TASK MATERIAL: Begin

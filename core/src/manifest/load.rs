use std::collections::{BTreeSet, HashSet};
use std::path::{Path, PathBuf};

use crate::error::ManifestError;
use crate::util::file_key;

use super::types::{
    Manifest, MergeStrategy, RawManifest, RawTrack, Track, SUPPORTED_FORMAT_VERSION,
};

pub const MANIFEST_FILE_NAME: &str = "manifest.json";

/// Load a manifest from a `manifest.json` path or from the directory holding it.
pub fn load(source: impl AsRef<Path>) -> Result<Manifest, ManifestError> {
    let source = source.as_ref();
    let path = if source.is_dir() {
        source.join(MANIFEST_FILE_NAME)
    } else {
        source.to_path_buf()
    };

    let json = std::fs::read_to_string(&path).map_err(|e| ManifestError::Read {
        path: path.clone(),
        source: e,
    })?;

    let root = path
        .parent()
        .map(Path::to_path_buf)
        .unwrap_or_else(|| PathBuf::from("."));

    let manifest = parse(&json, root)?;
    tracing::debug!(
        feature = %manifest.feature_id,
        tracks = manifest.tracks.len(),
        path = %path.display(),
        "manifest loaded"
    );
    Ok(manifest)
}

/// Parse and validate manifest JSON. `root` anchors relative packet/worktree refs.
pub fn parse(json: &str, root: impl Into<PathBuf>) -> Result<Manifest, ManifestError> {
    let raw: RawManifest = serde_json::from_str(json)
        .map_err(|e| ManifestError::MalformedManifest(format!("invalid JSON: {e}")))?;

    let format_version = raw
        .format_version
        .ok_or_else(|| missing("formatVersion"))?;
    if format_version != SUPPORTED_FORMAT_VERSION {
        return Err(ManifestError::MalformedManifest(format!(
            "unsupported formatVersion {format_version} (expected {SUPPORTED_FORMAT_VERSION})"
        )));
    }

    let feature_id = required_str(raw.feature, "feature")?;

    let merge_strategy_raw = required_str(raw.merge_strategy, "mergeStrategy")?;
    let merge_strategy = MergeStrategy::parse(&merge_strategy_raw).ok_or_else(|| {
        ManifestError::MalformedManifest(format!(
            "unknown mergeStrategy '{merge_strategy_raw}' (expected 'merge' or 'squash')"
        ))
    })?;

    let raw_tracks = raw.tracks.ok_or_else(|| missing("tracks"))?;
    if raw_tracks.is_empty() {
        return Err(ManifestError::MalformedManifest(
            "tracks must not be empty".to_string(),
        ));
    }

    let mut tracks = Vec::with_capacity(raw_tracks.len());
    for (idx, rt) in raw_tracks.into_iter().enumerate() {
        tracks.push(convert_track(idx, rt)?);
    }

    validate_tracks(&tracks)?;

    let mut post_merge_qa = Vec::with_capacity(raw.post_merge_qa.len());
    for gate in raw.post_merge_qa {
        let gate = gate.trim().to_string();
        if gate.is_empty() {
            return Err(ManifestError::MalformedManifest(
                "postMergeQA contains an empty gate id".to_string(),
            ));
        }
        post_merge_qa.push(gate);
    }

    Ok(Manifest {
        feature_id,
        format_version,
        tracks,
        merge_strategy,
        post_merge_qa,
        root: root.into(),
    })
}

/// No id collision, and every `dependsOn` entry resolves. Checked in manifest
/// order so the reported error is stable.
pub fn validate_tracks(tracks: &[Track]) -> Result<(), ManifestError> {
    let mut seen = HashSet::new();
    for t in tracks {
        if !seen.insert(t.id.as_str()) {
            return Err(ManifestError::MalformedManifest(format!(
                "duplicate track id '{}'",
                t.id
            )));
        }
    }

    for t in tracks {
        for dep in &t.depends_on {
            if !seen.contains(dep.as_str()) {
                return Err(ManifestError::UnknownDependency {
                    track: t.id.clone(),
                    missing: dep.clone(),
                });
            }
        }
    }

    Ok(())
}

/// Find the track whose packet resolves to `packet`.
pub fn track_for_packet<'a>(
    manifest: &'a Manifest,
    packet: &Path,
) -> Result<&'a Track, ManifestError> {
    let wanted = normalize(packet);
    manifest
        .tracks
        .iter()
        .find(|t| normalize(&manifest.packet_path(t)) == wanted)
        .ok_or_else(|| ManifestError::PacketNotInManifest(packet.to_path_buf()))
}

/// Walk up from the packet's directory looking for a manifest.
pub fn find_manifest_dir(packet: &Path) -> Option<PathBuf> {
    let start = normalize(packet);
    start
        .ancestors()
        .skip(1)
        .find(|dir| dir.join(MANIFEST_FILE_NAME).is_file())
        .map(Path::to_path_buf)
}

fn normalize(p: &Path) -> PathBuf {
    std::fs::canonicalize(p).unwrap_or_else(|_| p.to_path_buf())
}

fn convert_track(idx: usize, rt: RawTrack) -> Result<Track, ManifestError> {
    let id = rt
        .id
        .map(|s| s.trim().to_string())
        .filter(|s| !s.is_empty())
        .ok_or_else(|| missing(&format!("tracks[{idx}].id")))?;
    if file_key(&id).is_err() {
        return Err(ManifestError::MalformedManifest(format!(
            "tracks[{idx}].id '{id}' may only contain [A-Za-z0-9._-] and must not start with '.'"
        )));
    }
    let field = |name: &str| format!("tracks[{idx}] ('{id}').{name}");

    let name = rt
        .name
        .filter(|s| !s.trim().is_empty())
        .unwrap_or_else(|| id.clone());
    let packet = required_str(rt.packet, &field("packet"))?;
    let worktree = required_str(rt.worktree, &field("worktree"))?;
    let branch = required_str(rt.branch, &field("branch"))?;

    let mut depends_on = BTreeSet::new();
    for dep in rt.depends_on {
        let dep = dep.trim().to_string();
        if dep.is_empty() {
            return Err(ManifestError::MalformedManifest(format!(
                "{} contains an empty id",
                field("dependsOn")
            )));
        }
        depends_on.insert(dep);
    }

    Ok(Track {
        id,
        name,
        packet_ref: PathBuf::from(packet),
        worktree_ref: PathBuf::from(worktree),
        branch_name: branch,
        depends_on,
    })
}

fn required_str(v: Option<String>, field: &str) -> Result<String, ManifestError> {
    v.map(|s| s.trim().to_string())
        .filter(|s| !s.is_empty())
        .ok_or_else(|| missing(field))
}

fn missing(field: &str) -> ManifestError {
    ManifestError::MalformedManifest(format!("missing required field '{field}'"))
}

#[cfg(test)]
mod tests {
    use super::*;
    use crate::error::ExitCode;
    use pretty_assertions::assert_eq;

    const VALID: &str = r#"{
        "formatVersion": 1,
        "feature": "checkout-v2",
        "mergeStrategy": "merge",
        "postMergeQA": ["tests", "lint"],
        "tracks": [
            {"id": "A", "name": "api", "packet": "packets/a.json", "worktree": "../wt-a", "branch": "feat/a", "dependsOn": []},
            {"id": "B", "name": "ui", "packet": "packets/b.json", "worktree": "../wt-b", "branch": "feat/b", "dependsOn": ["A"]}
        ]
    }"#;

    #[test]
    fn parses_valid_manifest() {
        let m = parse(VALID, "/tmp/feature").unwrap();
        assert_eq!(m.feature_id, "checkout-v2");
        assert_eq!(m.track_ids(), vec!["A", "B"]);
        assert_eq!(m.post_merge_qa, vec!["tests".to_string(), "lint".to_string()]);
        assert_eq!(m.merge_strategy, MergeStrategy::Merge);
        let b = m.track("B").unwrap();
        assert!(b.depends_on.contains("A"));
        assert_eq!(b.branch_name, "feat/b");
    }

    #[test]
    fn missing_field_is_malformed() {
        let json = VALID.replace(r#""branch": "feat/b", "#, "");
        let err = parse(&json, "/tmp").unwrap_err();
        match err {
            ManifestError::MalformedManifest(msg) => assert!(msg.contains("branch"), "{msg}"),
            other => panic!("unexpected error: {other:?}"),
        }
    }

    #[test]
    fn track_id_must_be_usable_as_a_file_name() {
        for bad in ["feat/api", "../A", ".hidden", "a b"] {
            let json = VALID
                .replace(r#""id": "A""#, &format!(r#""id": "{bad}""#))
                .replace(r#""dependsOn": ["A"]"#, &format!(r#""dependsOn": ["{bad}"]"#));
            let err = parse(&json, "/tmp").unwrap_err();
            assert_eq!(err.exit_code(), ExitCode::ValidationError);
            match err {
                ManifestError::MalformedManifest(msg) => {
                    assert!(msg.contains("tracks[0].id"), "{msg}")
                }
                other => panic!("{bad}: unexpected error: {other:?}"),
            }
        }
    }

    #[test]
    fn unknown_dependency_is_reported() {
        let json = VALID.replace(r#""dependsOn": ["A"]"#, r#""dependsOn": ["Z"]"#);
        let err = parse(&json, "/tmp").unwrap_err();
        match err {
            ManifestError::UnknownDependency { track, missing } => {
                assert_eq!(track, "B");
                assert_eq!(missing, "Z");
            }
            other => panic!("unexpected error: {other:?}"),
        }
    }

    #[test]
    fn duplicate_id_is_malformed() {
        let json = VALID.replace(r#""id": "B""#, r#""id": "A""#);
        let err = parse(&json, "/tmp").unwrap_err();
        assert!(matches!(err, ManifestError::MalformedManifest(ref m) if m.contains("duplicate")));
    }

    #[test]
    fn unsupported_version_and_strategy_are_rejected() {
        let json = VALID.replace(r#""formatVersion": 1"#, r#""formatVersion": 9"#);
        assert!(parse(&json, "/tmp").is_err());
        let json = VALID.replace(r#""mergeStrategy": "merge""#, r#""mergeStrategy": "rebase-all""#);
        assert!(parse(&json, "/tmp").is_err());
    }

    #[test]
    fn load_from_directory_and_find_packet_track() {
        let dir = tempfile::tempdir().unwrap();
        std::fs::create_dir_all(dir.path().join("packets")).unwrap();
        std::fs::write(dir.path().join(MANIFEST_FILE_NAME), VALID).unwrap();
        std::fs::write(dir.path().join("packets/b.json"), "{}").unwrap();

        let m = load(dir.path()).unwrap();
        let t = track_for_packet(&m, &dir.path().join("packets/b.json")).unwrap();
        assert_eq!(t.id, "B");

        let found = find_manifest_dir(&dir.path().join("packets/b.json")).unwrap();
        assert_eq!(
            std::fs::canonicalize(found).unwrap(),
            std::fs::canonicalize(dir.path()).unwrap()
        );
    }
}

TASK MATERIAL: End

> WHAT TO WORK ON
Only the lines from the first line of the records through the line containing "let json = std::fs::read_to_string(&path).map_err(|e|" should be repeated, exactly as they appear.

> REPLY TO THE EXERCISE
filename core/src/manifest/load.rs
use std::collections::{BTreeSet, HashSet};
use std::path::{Path, PathBuf};

use crate::error::ManifestError;
use crate::util::file_key;

use super::types::{
    Manifest, MergeStrategy, RawManifest, RawTrack, Track, SUPPORTED_FORMAT_VERSION,
};

pub const MANIFEST_FILE_NAME: &str = "manifest.json";

/// Load a manifest from a `manifest.json` path or from the directory holding it.
pub fn load(source: impl AsRef<Path>) -> Result<Manifest, ManifestError> {
    let source = source.as_ref();
    let path = if source.is_dir() {
        source.join(MANIFEST_FILE_NAME)
    } else {
        source.to_path_buf()
    };

    let json = std::fs::read_to_string(&path).map_err(|e| ManifestError::Read {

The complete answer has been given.